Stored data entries
☆ ☆ ☆ ☆
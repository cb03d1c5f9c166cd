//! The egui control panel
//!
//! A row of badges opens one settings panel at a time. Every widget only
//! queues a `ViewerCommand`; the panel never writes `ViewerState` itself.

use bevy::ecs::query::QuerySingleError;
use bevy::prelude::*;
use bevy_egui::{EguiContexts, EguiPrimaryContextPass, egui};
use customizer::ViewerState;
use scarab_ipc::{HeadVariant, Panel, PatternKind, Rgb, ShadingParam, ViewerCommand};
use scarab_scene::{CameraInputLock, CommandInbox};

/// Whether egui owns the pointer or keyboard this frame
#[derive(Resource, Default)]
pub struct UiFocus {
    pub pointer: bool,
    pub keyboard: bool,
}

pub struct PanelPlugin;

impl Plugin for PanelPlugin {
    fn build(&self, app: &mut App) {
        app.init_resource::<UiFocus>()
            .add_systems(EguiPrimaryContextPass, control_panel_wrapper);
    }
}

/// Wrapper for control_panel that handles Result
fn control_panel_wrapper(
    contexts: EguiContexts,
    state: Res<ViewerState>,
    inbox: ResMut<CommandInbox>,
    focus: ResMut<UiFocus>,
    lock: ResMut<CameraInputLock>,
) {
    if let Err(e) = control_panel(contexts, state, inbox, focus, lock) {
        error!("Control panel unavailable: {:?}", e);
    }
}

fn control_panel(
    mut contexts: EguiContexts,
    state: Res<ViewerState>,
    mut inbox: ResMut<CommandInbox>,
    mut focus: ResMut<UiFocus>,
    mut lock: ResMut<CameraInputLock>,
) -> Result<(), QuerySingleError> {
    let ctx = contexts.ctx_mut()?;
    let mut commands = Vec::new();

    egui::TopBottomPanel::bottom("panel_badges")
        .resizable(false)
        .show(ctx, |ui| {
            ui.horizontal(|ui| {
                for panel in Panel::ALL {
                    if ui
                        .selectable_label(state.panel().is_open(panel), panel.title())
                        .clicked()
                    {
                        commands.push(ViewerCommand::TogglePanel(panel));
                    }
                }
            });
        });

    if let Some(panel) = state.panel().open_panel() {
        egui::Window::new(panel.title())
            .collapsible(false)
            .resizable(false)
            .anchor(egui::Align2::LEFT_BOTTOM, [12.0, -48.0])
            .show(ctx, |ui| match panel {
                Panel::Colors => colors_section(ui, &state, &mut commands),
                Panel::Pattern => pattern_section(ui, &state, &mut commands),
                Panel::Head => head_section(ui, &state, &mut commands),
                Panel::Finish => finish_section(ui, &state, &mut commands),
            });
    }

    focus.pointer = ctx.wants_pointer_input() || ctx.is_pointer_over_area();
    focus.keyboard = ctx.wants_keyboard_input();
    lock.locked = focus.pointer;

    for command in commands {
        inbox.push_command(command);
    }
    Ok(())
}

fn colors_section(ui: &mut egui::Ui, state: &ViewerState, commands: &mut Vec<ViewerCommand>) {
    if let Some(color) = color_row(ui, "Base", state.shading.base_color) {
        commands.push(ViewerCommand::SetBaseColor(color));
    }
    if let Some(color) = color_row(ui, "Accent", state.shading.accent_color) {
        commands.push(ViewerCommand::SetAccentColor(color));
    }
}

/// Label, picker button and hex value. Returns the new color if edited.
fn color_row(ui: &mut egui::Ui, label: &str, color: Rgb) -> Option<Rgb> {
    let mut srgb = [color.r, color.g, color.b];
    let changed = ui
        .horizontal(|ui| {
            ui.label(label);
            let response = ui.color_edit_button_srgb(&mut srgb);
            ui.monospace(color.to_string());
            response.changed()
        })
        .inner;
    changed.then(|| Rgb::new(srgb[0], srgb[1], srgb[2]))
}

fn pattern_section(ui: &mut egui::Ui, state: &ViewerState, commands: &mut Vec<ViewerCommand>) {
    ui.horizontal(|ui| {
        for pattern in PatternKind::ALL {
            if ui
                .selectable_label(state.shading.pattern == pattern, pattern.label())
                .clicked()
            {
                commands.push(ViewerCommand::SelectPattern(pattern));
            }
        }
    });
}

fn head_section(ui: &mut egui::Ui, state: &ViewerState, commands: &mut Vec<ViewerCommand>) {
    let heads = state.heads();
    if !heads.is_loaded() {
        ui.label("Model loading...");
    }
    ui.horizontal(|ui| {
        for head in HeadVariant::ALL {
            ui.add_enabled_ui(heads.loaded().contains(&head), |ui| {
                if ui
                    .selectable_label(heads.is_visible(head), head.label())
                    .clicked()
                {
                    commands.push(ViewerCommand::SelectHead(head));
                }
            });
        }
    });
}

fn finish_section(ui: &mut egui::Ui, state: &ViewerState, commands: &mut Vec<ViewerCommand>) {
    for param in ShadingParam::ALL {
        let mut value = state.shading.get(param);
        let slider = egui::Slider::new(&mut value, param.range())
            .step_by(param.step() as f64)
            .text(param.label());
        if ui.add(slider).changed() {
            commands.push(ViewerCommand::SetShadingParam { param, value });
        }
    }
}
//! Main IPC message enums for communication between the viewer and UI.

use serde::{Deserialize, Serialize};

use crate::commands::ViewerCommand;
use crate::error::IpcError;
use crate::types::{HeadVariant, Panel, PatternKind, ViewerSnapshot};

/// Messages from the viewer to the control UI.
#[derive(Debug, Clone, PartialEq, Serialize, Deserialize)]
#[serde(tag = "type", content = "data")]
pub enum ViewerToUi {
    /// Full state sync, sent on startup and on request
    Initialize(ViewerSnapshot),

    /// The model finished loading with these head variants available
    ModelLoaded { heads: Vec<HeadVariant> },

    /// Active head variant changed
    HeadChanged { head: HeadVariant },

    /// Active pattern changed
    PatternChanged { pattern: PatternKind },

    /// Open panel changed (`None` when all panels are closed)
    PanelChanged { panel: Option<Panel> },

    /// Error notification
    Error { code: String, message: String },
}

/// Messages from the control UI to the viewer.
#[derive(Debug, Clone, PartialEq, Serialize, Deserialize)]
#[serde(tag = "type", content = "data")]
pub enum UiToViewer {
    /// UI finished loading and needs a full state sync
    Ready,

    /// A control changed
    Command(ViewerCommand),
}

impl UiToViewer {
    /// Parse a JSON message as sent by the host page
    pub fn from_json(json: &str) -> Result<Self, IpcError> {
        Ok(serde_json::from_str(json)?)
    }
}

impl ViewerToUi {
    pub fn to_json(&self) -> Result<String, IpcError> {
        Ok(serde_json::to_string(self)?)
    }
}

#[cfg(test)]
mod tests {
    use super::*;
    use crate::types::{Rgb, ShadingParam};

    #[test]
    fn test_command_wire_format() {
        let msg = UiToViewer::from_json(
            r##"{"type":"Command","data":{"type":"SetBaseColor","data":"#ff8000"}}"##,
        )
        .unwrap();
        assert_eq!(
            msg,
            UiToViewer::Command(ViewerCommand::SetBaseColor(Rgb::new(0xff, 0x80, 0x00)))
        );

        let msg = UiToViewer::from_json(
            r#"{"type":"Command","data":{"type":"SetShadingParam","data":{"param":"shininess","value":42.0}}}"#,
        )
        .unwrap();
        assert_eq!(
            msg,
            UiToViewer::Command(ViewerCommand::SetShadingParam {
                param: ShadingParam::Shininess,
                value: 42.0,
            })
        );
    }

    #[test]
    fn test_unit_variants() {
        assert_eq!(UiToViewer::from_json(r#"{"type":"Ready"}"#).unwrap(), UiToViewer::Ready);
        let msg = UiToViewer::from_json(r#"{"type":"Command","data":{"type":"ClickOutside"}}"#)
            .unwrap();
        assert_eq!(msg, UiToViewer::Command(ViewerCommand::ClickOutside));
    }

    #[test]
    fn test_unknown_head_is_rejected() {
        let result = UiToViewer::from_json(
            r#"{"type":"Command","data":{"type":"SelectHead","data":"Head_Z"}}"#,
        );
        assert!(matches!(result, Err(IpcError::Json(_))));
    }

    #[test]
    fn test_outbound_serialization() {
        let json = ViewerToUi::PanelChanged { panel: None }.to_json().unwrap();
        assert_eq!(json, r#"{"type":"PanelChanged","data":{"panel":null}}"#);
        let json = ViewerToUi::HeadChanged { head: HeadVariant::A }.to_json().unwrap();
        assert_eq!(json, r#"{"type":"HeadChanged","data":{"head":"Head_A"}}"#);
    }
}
☆ ☆ ☆ ☆
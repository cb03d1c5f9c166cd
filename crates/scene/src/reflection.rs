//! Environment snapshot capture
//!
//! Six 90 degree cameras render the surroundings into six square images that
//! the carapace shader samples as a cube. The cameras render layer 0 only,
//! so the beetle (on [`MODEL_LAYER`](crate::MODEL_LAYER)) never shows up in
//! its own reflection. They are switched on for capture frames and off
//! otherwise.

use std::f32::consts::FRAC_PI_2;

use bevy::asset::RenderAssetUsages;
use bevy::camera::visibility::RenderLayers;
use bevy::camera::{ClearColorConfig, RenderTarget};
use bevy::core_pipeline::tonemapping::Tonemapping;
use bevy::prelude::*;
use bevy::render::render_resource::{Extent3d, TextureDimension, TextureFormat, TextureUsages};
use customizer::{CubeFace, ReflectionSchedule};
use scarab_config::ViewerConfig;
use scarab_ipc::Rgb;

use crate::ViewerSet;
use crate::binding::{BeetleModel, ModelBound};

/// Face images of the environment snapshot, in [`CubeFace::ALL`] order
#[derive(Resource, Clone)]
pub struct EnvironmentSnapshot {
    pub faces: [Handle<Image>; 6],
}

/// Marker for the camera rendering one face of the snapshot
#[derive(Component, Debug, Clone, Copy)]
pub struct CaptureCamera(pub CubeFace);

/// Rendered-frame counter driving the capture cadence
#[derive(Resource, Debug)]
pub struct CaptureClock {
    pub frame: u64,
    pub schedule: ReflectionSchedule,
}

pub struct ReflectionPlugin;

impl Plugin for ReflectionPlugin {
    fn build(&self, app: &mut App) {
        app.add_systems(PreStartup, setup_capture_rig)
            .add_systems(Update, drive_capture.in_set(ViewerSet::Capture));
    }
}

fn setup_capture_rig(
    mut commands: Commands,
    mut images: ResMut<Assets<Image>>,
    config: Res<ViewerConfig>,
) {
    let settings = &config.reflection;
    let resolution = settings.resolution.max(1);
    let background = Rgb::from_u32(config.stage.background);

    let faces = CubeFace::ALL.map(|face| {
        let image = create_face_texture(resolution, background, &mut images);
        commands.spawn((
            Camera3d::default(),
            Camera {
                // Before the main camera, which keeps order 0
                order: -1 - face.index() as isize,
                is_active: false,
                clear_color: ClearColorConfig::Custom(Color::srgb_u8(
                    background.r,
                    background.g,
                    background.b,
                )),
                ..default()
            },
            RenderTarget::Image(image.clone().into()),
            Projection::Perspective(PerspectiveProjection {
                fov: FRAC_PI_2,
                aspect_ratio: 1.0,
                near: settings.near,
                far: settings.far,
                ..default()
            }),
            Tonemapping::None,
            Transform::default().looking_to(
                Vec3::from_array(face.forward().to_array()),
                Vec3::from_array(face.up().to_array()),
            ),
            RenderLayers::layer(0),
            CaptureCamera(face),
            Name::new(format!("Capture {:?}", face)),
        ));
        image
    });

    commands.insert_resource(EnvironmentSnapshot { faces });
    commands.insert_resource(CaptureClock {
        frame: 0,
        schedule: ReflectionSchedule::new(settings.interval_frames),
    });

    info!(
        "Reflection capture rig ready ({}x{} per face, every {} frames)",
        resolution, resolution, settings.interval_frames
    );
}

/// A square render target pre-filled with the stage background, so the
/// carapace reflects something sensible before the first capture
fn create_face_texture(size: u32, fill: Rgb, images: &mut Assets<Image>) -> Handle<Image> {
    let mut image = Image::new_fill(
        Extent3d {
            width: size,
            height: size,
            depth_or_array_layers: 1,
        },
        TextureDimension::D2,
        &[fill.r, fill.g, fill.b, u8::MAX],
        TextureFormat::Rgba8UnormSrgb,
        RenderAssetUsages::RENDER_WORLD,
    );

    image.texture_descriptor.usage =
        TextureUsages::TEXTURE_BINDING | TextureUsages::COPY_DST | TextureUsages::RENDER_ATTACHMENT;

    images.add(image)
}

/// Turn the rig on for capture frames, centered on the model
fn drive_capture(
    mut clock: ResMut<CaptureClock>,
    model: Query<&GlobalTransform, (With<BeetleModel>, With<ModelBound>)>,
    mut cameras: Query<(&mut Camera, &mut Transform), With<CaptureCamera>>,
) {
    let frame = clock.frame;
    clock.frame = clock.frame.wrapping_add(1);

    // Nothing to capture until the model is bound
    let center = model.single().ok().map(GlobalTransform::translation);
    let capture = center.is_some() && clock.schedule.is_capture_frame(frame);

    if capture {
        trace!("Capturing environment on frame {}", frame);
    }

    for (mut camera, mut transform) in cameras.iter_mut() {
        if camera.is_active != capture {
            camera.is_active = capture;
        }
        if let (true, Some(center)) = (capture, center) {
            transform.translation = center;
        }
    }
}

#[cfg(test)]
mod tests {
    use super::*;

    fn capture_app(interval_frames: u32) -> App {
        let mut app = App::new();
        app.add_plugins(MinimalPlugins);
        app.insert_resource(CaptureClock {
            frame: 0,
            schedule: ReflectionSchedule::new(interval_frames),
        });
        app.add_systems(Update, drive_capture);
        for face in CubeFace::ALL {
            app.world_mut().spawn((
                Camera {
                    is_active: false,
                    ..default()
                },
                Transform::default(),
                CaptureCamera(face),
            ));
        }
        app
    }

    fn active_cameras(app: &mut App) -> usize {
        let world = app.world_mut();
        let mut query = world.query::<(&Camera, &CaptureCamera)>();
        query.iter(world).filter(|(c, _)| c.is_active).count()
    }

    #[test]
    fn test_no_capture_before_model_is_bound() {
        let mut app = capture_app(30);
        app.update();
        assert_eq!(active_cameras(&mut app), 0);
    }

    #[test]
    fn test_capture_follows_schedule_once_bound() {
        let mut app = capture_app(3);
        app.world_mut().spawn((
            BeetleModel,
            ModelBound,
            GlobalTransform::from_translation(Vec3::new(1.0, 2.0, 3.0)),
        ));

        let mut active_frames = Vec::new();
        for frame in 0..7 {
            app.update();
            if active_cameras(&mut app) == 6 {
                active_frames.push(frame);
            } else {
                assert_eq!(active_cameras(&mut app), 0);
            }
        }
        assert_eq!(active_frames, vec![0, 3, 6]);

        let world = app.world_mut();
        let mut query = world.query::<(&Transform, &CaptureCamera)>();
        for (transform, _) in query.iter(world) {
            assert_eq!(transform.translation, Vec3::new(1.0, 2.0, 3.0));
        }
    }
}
☆ ☆ ☆ ☆
### What this task involves:
Please find every line in the records above that holds the word "RenderTarget" and copy it.

### Response to the task:
use bevy::camera::{ClearColorConfig, RenderTarget};
            RenderTarget::Image(image.clone().into()),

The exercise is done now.